(Stored data)
use serde::Serialize;
use ts_rs::TS;

use super::entities::{Course, Enrollment};
use crate::models::common::PaginationInfo;

#[derive(Debug, Serialize, TS)]
#[ts(export, export_to = "../frontend/src/types/generated/course.ts")]
pub struct CourseListResponse {
    pub items: Vec<Course>,
    pub pagination: PaginationInfo,
}

#[derive(Debug, Serialize, TS)]
#[ts(export, export_to = "../frontend/src/types/generated/course.ts")]
pub struct CourseDetailResponse {
    pub course: Course,
    pub enrollment_count: i64,
    /// 当前用户的选课记录
    pub enrollment: Option<Enrollment>,
}

#[derive(Debug, Serialize, TS)]
#[ts(export, export_to = "../frontend/src/types/generated/course.ts")]
pub struct EnrolledCourse {
    pub course: Course,
    pub enrollment: Enrollment,
}

#[derive(Debug, Serialize, TS)]
#[ts(export, export_to = "../frontend/src/types/generated/course.ts")]
pub struct EnrolledCourseListResponse {
    pub items: Vec<EnrolledCourse>,
}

What to do: Look through the data above and report every line in which "items" appears.

Your response:
    pub items: Vec<Course>,
    pub items: Vec<EnrolledCourse>,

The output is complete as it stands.